The geoglyph, as a giant landscape drawing inaccessible to the human eye, was part of the rituals intended for the gods. A geoglyph could only be seen and understood by a deity. From a philosophical perspective, the phenomenon of the geoglyph problematizes the epistemological role of the possibility of seeing, which is expressed in its most radical form in Berkeley’s idea that in fact only what is seen does exist.[1] What no one sees exists only due to the all-encompassing sight of God.[2]

The drawing, or glyph, created by the artist, is only virtually drawn on the ground. It has no visible trace and there is no spectator who could see the movement that created the drawing. The role of the ancient god perceiving the geoglyph is played by the GPS satellite system. The glyph, as the god constructed in the project sees it, is only a drawing on a Google map: this point of view is not available to any human begin. Thus, the project creates an epistemological situation in which the questions “What did the artist create with her crawling?”, “Where does the drawing-glyph exist?” and “What is the ontological status of this drawing?” don’t have a simple answer.

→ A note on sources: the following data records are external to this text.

// src/lib.rs

pub mod cli;
pub mod config;
pub mod dag;
pub mod engine;
pub mod errors;
pub mod exec;
pub mod fs;
pub mod graph;
pub mod logging;
pub mod provider;
pub mod script;
pub mod stack;
pub mod trigger;
pub mod types;

use std::path::Path;
use std::sync::Arc;

use anyhow::{Context, Result};
use tokio::sync::mpsc;
use tracing::{debug, info, warn};

use crate::cli::CliArgs;
use crate::config::loader::load_and_validate;
use crate::config::model::ConfigFile;
use crate::dag::Scheduler;
use crate::engine::{ApplyReport, CoreRuntime, Runtime, RuntimeEvent};
use crate::errors::CloudstepError;
use crate::exec::{ProvisionBackend, SshConnector, StepExecutor};
use crate::fs::RealFileSystem;
use crate::graph::{Credential, NodeKind, ProvisionGraph};
use crate::provider::command::CommandProvider;
use crate::script::ScriptLoader;
use crate::stack::{declare_stack, Stack};
use crate::trigger::store::FileFingerprintStore;
use crate::trigger::TriggerEvaluator;
use crate::types::FingerprintStorage;

/// High-level entry point used by `main.rs`.
///
/// This wires together:
/// - settings loading (file + environment)
/// - script loading and stack declaration
/// - scheduler / runtime
/// - provider, ssh executor and fingerprint store
/// - Ctrl-C handling
pub async fn run(args: CliArgs) -> Result<()> {
    let mut cfg = load_and_validate(args.settings.as_deref(), args.env_file.as_deref())?;
    apply_cli_overrides(&mut cfg, &args)?;
    debug!(settings = ?cfg.settings, "settings loaded");

    let loader = ScriptLoader::new(Arc::new(RealFileSystem), cfg.stack.scripts_dir.clone())
        .with_policy(cfg.engine.placeholder_policy);
    let stack = declare_stack(&cfg.stack, &cfg.settings, &loader)?;

    if args.dry_run {
        print_dry_run(&cfg, &stack.graph);
        return Ok(());
    }

    check_credentials(&stack.graph)?;

    let report = apply(&cfg, &stack).await?;
    println!("{report}");

    if !report.succeeded() {
        let failed: Vec<_> = report.failures().iter().map(|n| n.id.clone()).collect();
        let reason = if report.interrupted {
            "interrupted".to_string()
        } else {
            format!("failed nodes: {}", failed.join(", "))
        };
        return Err(CloudstepError::ApplyFailed(reason).into());
    }
    Ok(())
}

/// Apply a declared stack with the production provider, ssh executor and
/// fingerprint store. Prints the stack outputs as JSON on success.
pub async fn apply(cfg: &ConfigFile, stack: &Stack) -> Result<ApplyReport> {
    let evaluator = match cfg.engine.fingerprint_storage {
        FingerprintStorage::File => {
            let store = FileFingerprintStore::new(cfg.engine.state_dir.clone());
            info!(path = %store.path().display(), "using persisted fingerprints");
            TriggerEvaluator::new(Box::new(store))
        }
        FingerprintStorage::Memory => TriggerEvaluator::in_memory(),
    };
    let step_ids: Vec<&str> = stack
        .graph
        .nodes()
        .filter(|n| n.is_step())
        .map(|n| n.id.as_str())
        .collect();
    evaluator.prune(&step_ids)?;

    let provider = CommandProvider::from_command_line(&cfg.engine.provider_command)
        .context("invalid [engine].provider_command")?;
    info!(program = provider.program(), "using provider helper");

    let connector = SshConnector::new(cfg.engine.ssh_connect_timeout);
    let executor = StepExecutor::new(Arc::new(connector));

    let (rt_tx, rt_rx) = mpsc::channel::<RuntimeEvent>(64);
    let backend = ProvisionBackend::new(
        Arc::new(provider),
        executor,
        evaluator,
        cfg.engine.max_parallel,
        rt_tx.clone(),
    );
    let outputs = backend.outputs();

    // Ctrl-C → stop dispatching and report what happened so far.
    {
        let tx = rt_tx.clone();
        tokio::spawn(async move {
            if let Err(e) = tokio::signal::ctrl_c().await {
                warn!("failed to listen for Ctrl+C: {e}");
                return;
            }
            let _ = tx.send(RuntimeEvent::ShutdownRequested).await;
        });
    }
    drop(rt_tx);

    let core = CoreRuntime::new(Scheduler::from_graph(&stack.graph));
    let runtime = Runtime::new(core, rt_rx, backend);
    let report = runtime.run().await?;

    if report.succeeded() {
        let store = outputs
            .read()
            .map_err(|_| anyhow::anyhow!("output store lock poisoned"))?;
        let resolved = stack.outputs.resolve(&store)?;
        println!("{}", serde_json::to_string_pretty(&resolved)?);
    }

    Ok(report)
}

fn apply_cli_overrides(cfg: &mut ConfigFile, args: &CliArgs) -> Result<()> {
    if let Some(dir) = &args.scripts_dir {
        cfg.stack.scripts_dir = dir.clone();
    }
    if let Some(n) = args.max_parallel {
        if n == 0 {
            return Err(CloudstepError::ConfigError("--max-parallel must be >= 1".to_string()).into());
        }
        cfg.engine.max_parallel = n;
    }
    Ok(())
}

/// Key files referenced by remote steps must exist before anything is created.
fn check_credentials(graph: &ProvisionGraph) -> Result<()> {
    for node in graph.nodes() {
        if let NodeKind::Step(step) = &node.kind
            && let Credential::KeyFile(path) = &step.target.credential
            && !Path::new(path).is_file()
        {
            return Err(CloudstepError::ConfigError(format!(
                "SSH_PRIVATE_KEY_PATH {} does not exist (needed by step '{}')",
                path.display(),
                step.id
            ))
            .into());
        }
    }
    Ok(())
}

/// Print the validated graph in dependency layers without executing anything.
fn print_dry_run(cfg: &ConfigFile, graph: &ProvisionGraph) {
    println!("cloudstep dry-run");
    println!("  engine.max_parallel = {}", cfg.engine.max_parallel);
    println!("  engine.fingerprint_storage = {:?}", cfg.engine.fingerprint_storage);
    println!("  stack.scripts_dir = {}", cfg.stack.scripts_dir.display());
    println!();

    println!("nodes ({}):", graph.len());
    for (i, layer) in graph.layers().iter().enumerate() {
        println!("  layer {i}:");
        for id in layer {
            let Some(node) = graph.node(id) else {
                continue;
            };
            let detail = match &node.kind {
                NodeKind::Resource(spec) => spec.kind.clone(),
                NodeKind::Lookup(spec) => format!("lookup /{}/", spec.name_pattern),
                NodeKind::Step(step) => format!("{} (timeout {:?})", step.command.describe(), step.timeout),
            };
            println!("    - {id} [{}] {detail}", node.label());
            if !node.deps.is_empty() {
                println!("        after: {:?}", node.deps);
            }
        }
    }

    debug!("dry-run complete (no execution)");
}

The project constructs a philosopheme through the score of the performative part. Therefore, it is important that the movement is automatic, and the drawing on the ground is not meaningful, in contrast to how the ancients did it. When creating a meaningful drawing, the artist would become the very Berkeleian spirit that knows this drawing. Automatic crawling, which obfuscates landmarks and does not give a vision of the whole field, leaves a random drawing lost even for the crawler herself. The spirit of the artist does not know and cannot reconstruct the drawing, it sees just a rough and raw encounter with the ground, a point of view comparable to that of a wandering animal or a crawling caterpillar. This is how the Berkeleian philosopheme arises, and a one-of-a-kind geoglyph — a glyph.

References
References
1. Berkeley, G. 1901. “A Treatise Concerning the Principles of Human Knowledge”. In vol. 1 of The Works of George Berkeley. 4 vols. Oxford: Clarendon Press. §3, P. 259: “For as to what is said of the absolute existence of unthinking things, without any relation to their being perceived, that is to me perfectly unintelligible. Their esse is percipi; nor is it possible they should have any existence out of the minds or thinking things which perceive them”; §6, P 260–261: “all those bodies which compose the mighty frame of the world, have not any subsistence without a mind; that their being is to be perceived or known; […] consequently so long as they are not actually perceived by me, or do not exist in my mind, or that of any other created spirit, they must either have no existence at all, or else subsist in the mind of some Eternal Spirit.”
2. Berkeley, G. 1901. “Three Dialogues Between Hylas And Philonous…”. In vol. 1 of The Works of George Berkeley. 4 vols. Oxford: Clarendon Press. P. 424: “Phil[onous]. […] To me it is evident, for the reasons you allow ofpe, that sensible things cannot exist otherwise than in a mind or spirit. Whence I conclude, not that they have no real existence, but that, seeing they depend not on my thought, and have an existence distinct from being perceived by me, there must be some other Mind wherein they exist. As sure, therefore, as the sensible world really exists, so sure is there an infinite omnipresent Spirit who contains and supports it.”